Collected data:
- Opening Delimiter -

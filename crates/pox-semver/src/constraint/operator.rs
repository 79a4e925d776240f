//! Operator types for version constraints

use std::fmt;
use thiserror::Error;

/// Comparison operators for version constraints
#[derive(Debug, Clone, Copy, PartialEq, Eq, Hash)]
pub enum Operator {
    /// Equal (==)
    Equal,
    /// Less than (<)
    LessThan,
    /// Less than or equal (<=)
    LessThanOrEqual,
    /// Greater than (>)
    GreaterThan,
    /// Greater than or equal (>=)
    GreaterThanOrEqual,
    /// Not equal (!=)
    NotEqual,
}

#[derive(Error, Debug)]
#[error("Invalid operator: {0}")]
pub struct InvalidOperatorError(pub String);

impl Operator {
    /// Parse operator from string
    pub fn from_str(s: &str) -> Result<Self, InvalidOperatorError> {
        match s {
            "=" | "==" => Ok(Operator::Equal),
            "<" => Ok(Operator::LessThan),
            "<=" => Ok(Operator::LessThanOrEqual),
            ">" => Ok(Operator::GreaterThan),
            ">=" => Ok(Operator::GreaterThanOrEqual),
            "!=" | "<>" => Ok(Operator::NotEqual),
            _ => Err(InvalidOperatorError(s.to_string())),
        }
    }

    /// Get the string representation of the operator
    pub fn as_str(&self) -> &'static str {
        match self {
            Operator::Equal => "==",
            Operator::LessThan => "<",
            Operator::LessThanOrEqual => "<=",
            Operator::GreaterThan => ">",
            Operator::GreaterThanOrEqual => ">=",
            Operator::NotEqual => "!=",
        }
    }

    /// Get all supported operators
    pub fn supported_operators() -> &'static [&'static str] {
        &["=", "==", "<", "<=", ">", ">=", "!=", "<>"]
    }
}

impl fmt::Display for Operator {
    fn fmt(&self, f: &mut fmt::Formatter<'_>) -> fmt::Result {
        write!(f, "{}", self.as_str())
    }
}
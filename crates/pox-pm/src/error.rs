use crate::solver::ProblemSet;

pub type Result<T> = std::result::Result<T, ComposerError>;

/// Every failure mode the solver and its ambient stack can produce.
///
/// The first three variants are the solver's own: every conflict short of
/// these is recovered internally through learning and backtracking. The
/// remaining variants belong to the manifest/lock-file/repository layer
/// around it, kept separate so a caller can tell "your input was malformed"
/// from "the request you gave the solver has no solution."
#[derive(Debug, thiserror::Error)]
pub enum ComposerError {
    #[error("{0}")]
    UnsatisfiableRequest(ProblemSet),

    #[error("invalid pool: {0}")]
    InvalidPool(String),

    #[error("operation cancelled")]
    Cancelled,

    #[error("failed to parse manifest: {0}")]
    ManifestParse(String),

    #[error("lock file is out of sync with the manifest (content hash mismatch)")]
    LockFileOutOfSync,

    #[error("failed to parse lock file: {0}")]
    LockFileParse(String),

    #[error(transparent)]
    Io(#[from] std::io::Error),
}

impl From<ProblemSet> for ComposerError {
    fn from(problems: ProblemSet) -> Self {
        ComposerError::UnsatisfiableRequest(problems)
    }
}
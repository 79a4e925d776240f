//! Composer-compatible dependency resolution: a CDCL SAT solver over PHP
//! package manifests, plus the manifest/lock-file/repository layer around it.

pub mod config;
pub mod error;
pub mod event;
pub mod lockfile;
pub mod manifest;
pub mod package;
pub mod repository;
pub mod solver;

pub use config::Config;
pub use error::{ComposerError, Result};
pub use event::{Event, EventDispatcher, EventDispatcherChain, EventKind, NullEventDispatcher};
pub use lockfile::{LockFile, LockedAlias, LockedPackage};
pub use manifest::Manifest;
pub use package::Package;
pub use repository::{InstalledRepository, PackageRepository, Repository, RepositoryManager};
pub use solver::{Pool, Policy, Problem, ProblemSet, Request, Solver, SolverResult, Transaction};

- Closing Delimiter -

→ EXERCISE AIM:
Repeat each record in full; every line must match exactly.

→ TASK OUTPUT:
filename crates/pox-semver/src/constraint/operator.rs
repository 79a4e925d776240f
//! Operator types for version constraints

use std::fmt;
use thiserror::Error;

/// Comparison operators for version constraints
#[derive(Debug, Clone, Copy, PartialEq, Eq, Hash)]
pub enum Operator {
    /// Equal (==)
    Equal,
    /// Less than (<)
    LessThan,
    /// Less than or equal (<=)
    LessThanOrEqual,
    /// Greater than (>)
    GreaterThan,
    /// Greater than or equal (>=)
    GreaterThanOrEqual,
    /// Not equal (!=)
    NotEqual,
}

#[derive(Error, Debug)]
#[error("Invalid operator: {0}")]
pub struct InvalidOperatorError(pub String);

impl Operator {
    /// Parse operator from string
    pub fn from_str(s: &str) -> Result<Self, InvalidOperatorError> {
        match s {
            "=" | "==" => Ok(Operator::Equal),
            "<" => Ok(Operator::LessThan),
            "<=" => Ok(Operator::LessThanOrEqual),
            ">" => Ok(Operator::GreaterThan),
            ">=" => Ok(Operator::GreaterThanOrEqual),
            "!=" | "<>" => Ok(Operator::NotEqual),
            _ => Err(InvalidOperatorError(s.to_string())),
        }
    }

    /// Get the string representation of the operator
    pub fn as_str(&self) -> &'static str {
        match self {
            Operator::Equal => "==",
            Operator::LessThan => "<",
            Operator::LessThanOrEqual => "<=",
            Operator::GreaterThan => ">",
            Operator::GreaterThanOrEqual => ">=",
            Operator::NotEqual => "!=",
        }
    }

    /// Get all supported operators
    pub fn supported_operators() -> &'static [&'static str] {
        &["=", "==", "<", "<=", ">", ">=", "!=", "<>"]
    }
}

impl fmt::Display for Operator {
    fn fmt(&self, f: &mut fmt::Formatter<'_>) -> fmt::Result {
        write!(f, "{}", self.as_str())
    }
}
filename crates/pox-pm/src/error.rs
use crate::solver::ProblemSet;

pub type Result<T> = std::result::Result<T, ComposerError>;

/// Every failure mode the solver and its ambient stack can produce.
///
/// The first three variants are the solver's own: every conflict short of
/// these is recovered internally through learning and backtracking. The
/// remaining variants belong to the manifest/lock-file/repository layer
/// around it, kept separate so a caller can tell "your input was malformed"
/// from "the request you gave the solver has no solution."
#[derive(Debug, thiserror::Error)]
pub enum ComposerError {
    #[error("{0}")]
    UnsatisfiableRequest(ProblemSet),

    #[error("invalid pool: {0}")]
    InvalidPool(String),

    #[error("operation cancelled")]
    Cancelled,

    #[error("failed to parse manifest: {0}")]
    ManifestParse(String),

    #[error("lock file is out of sync with the manifest (content hash mismatch)")]
    LockFileOutOfSync,

    #[error("failed to parse lock file: {0}")]
    LockFileParse(String),

    #[error(transparent)]
    Io(#[from] std::io::Error),
}

impl From<ProblemSet> for ComposerError {
    fn from(problems: ProblemSet) -> Self {
        ComposerError::UnsatisfiableRequest(problems)
    }
}
repository 79a4e925d776240f
//! Composer-compatible dependency resolution: a CDCL SAT solver over PHP
//! package manifests, plus the manifest/lock-file/repository layer around it.

pub mod config;
pub mod error;
pub mod event;
pub mod lockfile;
pub mod manifest;
pub mod package;
pub mod repository;
pub mod solver;

pub use config::Config;
pub use error::{ComposerError, Result};
pub use event::{Event, EventDispatcher, EventDispatcherChain, EventKind, NullEventDispatcher};
pub use lockfile::{LockFile, LockedAlias, LockedPackage};
pub use manifest::Manifest;
pub use package::Package;
pub use repository::{InstalledRepository, PackageRepository, Repository, RepositoryManager};
pub use solver::{Pool, Policy, Problem, ProblemSet, Request, Solver, SolverResult, Transaction};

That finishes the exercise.